Park biologist Ryan Williamson spends much of his time trying to keep bears and visitors safe from each other. For years, he has trapped conflict-bears and relocated them to isolated areas of the park.  

"The GPS collar technology has showed us there is no 'farther and deeper into the woods' to take bears away from people.  The park is 800 square miles, but that's not big enough for the territory these bears cover," said Williamson.  "These are not just the park's bears. Bears are expanding and we are behind the curve on bear-proofing in the areas around the park. I know when that bear starts showing up around people and around cars and around trash, that bear's life span is greatly decreased. The black bear is one of those iconic things we want to pass on and protect it for future generations to enjoy." "

"The national park is certainly not an island.  The park is huge, but it is not big enough for a self-contained population of bears," said Clark.  "There are very few bears who are not impacted by what goes on outside the park."

EXPANDING BEARWISE EFFORTS 

Williamson said he'll remember many things about the GPS study. In one case, a collared bear died when it fell out of a tree.

Credit: WBIR
NPS biologist Ryan Williamson stands beside culvert bear traps used to capture and relocate conflict-bears in the Smokies.

"I have had countless people see bears up in the trees and ask if they ever fall.  I assumed it might happen, but never had proof until this study when we found a bear fell out of a tree near Laurel Falls," said Williamson.

By far, Williamson says the greatest thing he takes away from the research is the need to broaden the perception of who needs to bear-proof their homes.

"I would personally love to see entire counties commit to bear-proofing. We need to step back and look at this on a much bigger level than just part of a city, because that zone in part of Gatlinburg is the only place with any kind of ordinance.
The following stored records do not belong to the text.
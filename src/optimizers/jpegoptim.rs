//! `jpegoptim` descriptor: lossless JPEG optimization in place.

use super::{CommandTemplate, MediaTypes, Optimizer};
use crate::args;

/// Runs `jpegoptim --strip-all --all-progressive <path>` on `image/jpeg`.
///
/// Strips every metadata marker and rewrites the file as progressive JPEG.
/// The flags are fixed.
#[derive(Debug, Clone)]
pub struct Jpegoptim {
    template: CommandTemplate,
    media_types: MediaTypes,
}

impl Jpegoptim {
    pub const BINARY: &'static str = "jpegoptim";

    pub fn new() -> Self {
        Self {
            template: CommandTemplate::new(Self::BINARY, args!["--strip-all", "--all-progressive"]),
            media_types: MediaTypes::new(["image/jpeg"]),
        }
    }
}

impl Default for Jpegoptim {
    fn default() -> Self {
        Self::new()
    }
}

impl Optimizer for Jpegoptim {
    fn name(&self) -> &str {
        Self::BINARY
    }

    fn media_types(&self) -> &[String] {
        self.media_types.as_slice()
    }

    fn can_handle(&self, media_type: &str) -> bool {
        self.media_types.contains(media_type)
    }

    fn template(&self) -> &CommandTemplate {
        &self.template
    }
}
//! # Optimizer Module
//!
//! Orchestratore principale: registry ordinato di descriptor, selezione per
//! media type ed esecuzione sequenziale dei tool esterni.
//! - `image_optimizer`: `ImageOptimizer`, l'unico entry point della libreria

pub mod image_optimizer;

pub use image_optimizer::ImageOptimizer;
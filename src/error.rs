//! # Error Types Module
//!
//! Questo modulo definisce i tipi di errore custom della libreria.
//!
//! ## Categorie di errori:
//! - `FileAccess`: il file da ottimizzare non esiste, non è leggibile,
//!   oppure il rilevamento del media type è fallito
//! - `Configuration`: un comando non può essere costruito (path vuoto)
//!   oppure un optimizer configurato non è valido
//!
//! I fallimenti dei tool esterni NON sono errori: vengono solo loggati
//! a livello error e l'elaborazione prosegue con l'optimizer successivo.
//!
//! ## Esempio:
//! ```rust,ignore
//! match optimizer.optimize(&path).await {
//!     Err(OptimizeError::FileAccess { path, .. }) => eprintln!("skip {}", path.display()),
//!     other => other?,
//! }
//! ```

use std::path::PathBuf;

/// Custom error types for image optimization
#[derive(thiserror::Error, Debug)]
pub enum OptimizeError {
    #[error("Cannot access {}: {source}", .path.display())]
    FileAccess {
        path: PathBuf,
        #[source]
        source: std::io::Error,
    },

    #[error("Configuration error: {0}")]
    Configuration(String),
}

impl OptimizeError {
    pub(crate) fn file_access(path: impl Into<PathBuf>, source: std::io::Error) -> Self {
        Self::FileAccess {
            path: path.into(),
            source,
        }
    }
}
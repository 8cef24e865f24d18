//! Data-driven descriptor for any external tool.

use super::{CommandTemplate, MediaTypes, Optimizer};

/// Descriptor built from plain data: a name, a binary, fixed flags and the
/// media types it accepts. Used for tools configured in the config file.
///
/// ```rust
/// use image_optimizer::optimizers::{ExternalTool, Optimizer};
///
/// let gifsicle = ExternalTool::new("gifsicle", "gifsicle", ["-b", "-O3"], ["image/gif"]);
/// assert!(gifsicle.can_handle("image/gif"));
/// ```
#[derive(Debug, Clone)]
pub struct ExternalTool {
    name: String,
    template: CommandTemplate,
    media_types: MediaTypes,
}

impl ExternalTool {
    pub fn new<A, M>(
        name: impl Into<String>,
        binary: impl Into<String>,
        args: impl IntoIterator<Item = A>,
        media_types: impl IntoIterator<Item = M>,
    ) -> Self
    where
        A: Into<String>,
        M: Into<String>,
    {
        Self {
            name: name.into(),
            template: CommandTemplate::new(binary, args.into_iter().map(Into::into).collect()),
            media_types: MediaTypes::new(media_types),
        }
    }
}

impl Optimizer for ExternalTool {
    fn name(&self) -> &str {
        &self.name
    }

    fn media_types(&self) -> &[String] {
        self.media_types.as_slice()
    }

    fn can_handle(&self, media_type: &str) -> bool {
        self.media_types.contains(media_type)
    }

    fn template(&self) -> &CommandTemplate {
        &self.template
    }
}

#[cfg(test)]
mod tests {
    use super::*;
    use std::path::Path;

    #[test]
    fn test_external_tool_command() {
        let svgo = ExternalTool::new(
            "svgo",
            "svgo",
            ["--disable=cleanupIDs"],
            ["image/svg", "image/svg+xml"],
        );

        assert_eq!(svgo.name(), "svgo");
        assert!(svgo.can_handle("image/svg+xml"));
        assert!(!svgo.can_handle("image/png"));
        assert_eq!(svgo.media_types().to_vec(), vec!["image/svg", "image/svg+xml"]);

        let argv = svgo.bind(Path::new("icon.svg")).build_command().unwrap();
        assert_eq!(argv, vec!["svgo", "--disable=cleanupIDs", "icon.svg"]);
    }

    #[test]
    fn test_external_tool_without_flags() {
        let tool = ExternalTool::new("cleaner", "/opt/bin/clean", Vec::<String>::new(), ["image/*"]);
        let argv = tool.bind(Path::new("x.webp")).build_command().unwrap();
        assert_eq!(argv, vec!["/opt/bin/clean", "x.webp"]);
    }
}
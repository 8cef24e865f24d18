//! `pngquant` descriptor: lossy PNG quantization, overwriting the input.

use super::{CommandTemplate, MediaTypes, Optimizer};
use crate::args;

/// Runs `pngquant --force --ext=.png <path>` on `image/png`.
///
/// `--ext=.png` together with `--force` makes pngquant write its result
/// over the original file.
#[derive(Debug, Clone)]
pub struct Pngquant {
    template: CommandTemplate,
    media_types: MediaTypes,
}

impl Pngquant {
    pub const BINARY: &'static str = "pngquant";

    pub fn new() -> Self {
        Self {
            template: CommandTemplate::new(Self::BINARY, args!["--force", "--ext=.png"]),
            media_types: MediaTypes::new(["image/png"]),
        }
    }
}

impl Default for Pngquant {
    fn default() -> Self {
        Self::new()
    }
}

impl Optimizer for Pngquant {
    fn name(&self) -> &str {
        Self::BINARY
    }

    fn media_types(&self) -> &[String] {
        self.media_types.as_slice()
    }

    fn can_handle(&self, media_type: &str) -> bool {
        self.media_types.contains(media_type)
    }

    fn template(&self) -> &CommandTemplate {
        &self.template
    }
}
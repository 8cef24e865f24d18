//! # Image Optimizer - Main Entry Point
//!
//! ## Responsabilità:
//! - Parsing degli argomenti della command line con `clap`
//! - Inizializzazione del sistema di logging con `tracing`
//! - Caricamento della configurazione e costruzione del registry
//! - Ottimizzazione di ogni file indicato (le directory vengono esplorate)
//!
//! ## Esempio di utilizzo:
//! ```bash
//! image-optimizer photos/ logo.png --config optimizers.json --verbose
//! ```

use anyhow::Result;
use clap::Parser;
use std::path::PathBuf;
use tracing::info;
use tracing_subscriber::EnvFilter;

use image_optimizer::{file_manager::FileManager, Config, TracingLogger};

#[derive(Parser)]
#[command(name = "image-optimizer")]
#[command(about = "Optimize images in place with external tools chosen by media type")]
struct Args {
    /// Image files or directories to optimize
    #[arg(required_unless_present = "list_optimizers")]
    paths: Vec<PathBuf>,

    /// JSON config file (defaults to <config dir>/image-optimizer/config.json)
    #[arg(short, long)]
    config: Option<PathBuf>,

    /// Print the registered optimizers and exit
    #[arg(long)]
    list_optimizers: bool,

    /// Verbose logging
    #[arg(short, long)]
    verbose: bool,
}

#[tokio::main]
async fn main() -> Result<()> {
    let args = Args::parse();

    // Initialize logging, RUST_LOG wins over --verbose
    let default_level = if args.verbose { "debug" } else { "info" };
    let subscriber = tracing_subscriber::fmt()
        .with_env_filter(
            EnvFilter::try_from_default_env().unwrap_or_else(|_| EnvFilter::new(default_level)),
        )
        .finish();

    tracing::subscriber::set_global_default(subscriber)?;

    let config = match args.config.as_ref() {
        Some(path) => {
            if !path.exists() {
                return Err(anyhow::anyhow!("Config file does not exist: {}", path.display()));
            }
            Config::from_file(path).await?
        }
        None => match Config::default_path() {
            Some(path) => Config::from_file(&path).await?,
            None => Config::default(),
        },
    };

    let mut optimizer = config.build_optimizer()?;
    optimizer.use_logger(TracingLogger);

    if args.list_optimizers {
        for line in optimizer.describe_optimizers() {
            println!("{}", line);
        }
        return Ok(());
    }

    let files = FileManager::collect_inputs(&args.paths)?;
    let failures = optimizer.optimize_all(&files).await;

    info!("Processed {} file(s), {} failed", files.len(), failures);

    if failures > 0 {
        return Err(anyhow::anyhow!("{} of {} file(s) could not be optimized", failures, files.len()));
    }

    Ok(())
}
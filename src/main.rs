//! Orbiting skills viewer.
//!
//! Environment:
//!
//! - `SKILLS_ORBIT_CONFIG`: JSON scene config. The built-in 16-skill catalog
//!   is used when unset.
//! - `SKILLS_ORBIT_ASSETS`: asset root, `./assets` by default.
//!
//! Each skill's `logo` is resolved against the asset root. The built-in
//! catalog expects one file per skill under `icons/`:
//!
//! ```text
//! assets/
//!   icons/
//!     python.png  java.png  react.png  vite.png  typescript.png  pandas.png
//!     numpy.png  pytorch.png  scikitlearn.png  machine-learning.png  nlp.png
//!     flask.png  fastapi.png  git.png  mongodb.png  typing.png
//! ```
//!
//! PNG, JPEG, GIF and WebP decode; SVG does not, so vector logos must be
//! rasterized first. No icons ship with the crate. A missing or undecodable
//! icon logs a warning and the skill is drawn with its initials instead.

use std::path::PathBuf;

use eframe::egui;

use skills_orbit::{Scene, SceneConfig};

mod app;

use app::OrbitApp;

fn main() -> Result<(), Box<dyn std::error::Error>> {
    env_logger::init();

    let config = match std::env::var_os("SKILLS_ORBIT_CONFIG") {
        Some(path) => SceneConfig::load(PathBuf::from(path))?,
        None => SceneConfig::default(),
    };
    let scene = Scene::new(config)?;

    let asset_root = std::env::var_os("SKILLS_ORBIT_ASSETS")
        .map(PathBuf::from)
        .unwrap_or_else(|| PathBuf::from("assets"));

    let options = eframe::NativeOptions {
        viewport: egui::ViewportBuilder::default().with_inner_size([1280.0, 900.0]),
        ..Default::default()
    };

    eframe::run_native(
        "Technical Skills",
        options,
        Box::new(move |cc| Ok(Box::new(OrbitApp::new(&cc.egui_ctx, scene, &asset_root)))),
    )?;
    Ok(())
}
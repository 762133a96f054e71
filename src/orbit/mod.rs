//! Orbital skills visualization core.
//!
//! Leaves first:
//!   - `math`     : orbit positions, directions, billboard orientation
//!   - `motion`   : per-entity smoothed speed/zoom and phase
//!   - `focus`    : single hover focus and card anchor
//!   - `projector`: world → NDC seam, card placement, cameras
//!   - `scene`    : entity arena and the per-frame tick
//!
//! Single-threaded and frame-driven: the host calls `Scene::tick` once per
//! frame and delivers pointer events between ticks.

pub mod math;
pub mod motion;
pub mod focus;
pub mod projector;
pub mod scene;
These bears go to Pigeon Forge and Sevierville. They go to towns and neighborhoods along the entire boundary of the park. The counties and communities  need to come together. And we need to educate people who may have never thought they needed to bear-proof their homes," said Williamson.

Credit: WBIR
USGS scientist Joe Clark, UT grad student Jessica Braunstein, and NPS biologist Bill Stiver examine the results of a study that tracked bears with GPS collars.

"The next step is to take this information and show it to the different municipalities and governments. We have a bear task force that has been in place a number of years with TWRA, the city of Gatlinburg, and the National Park Service. I'll show them the same maps I'm showing you. We made a lot of progress in the 1990s and early-2000s. Now it is time to take another look to help protect bears and people," said Stiver.  "We have to do the fundamental thing and that is manage our garbage."

The GPS-collar research was funded by the Tennessee Wildlife Resources Agency (TWRA), the USGS, the National Park Service, Friends of the Smokies, and UT Forestry, Wildlife and Fisheries.

Stiver says TWRA is also working heavily with 13 other states on the BearWise program.  The program's BearWise.org website helps educate people how to live safely in areas with bears, ensuring all states provide consistent messages to people. The program also grades education efforts and bear-proofing policies to designate communities as BearWise.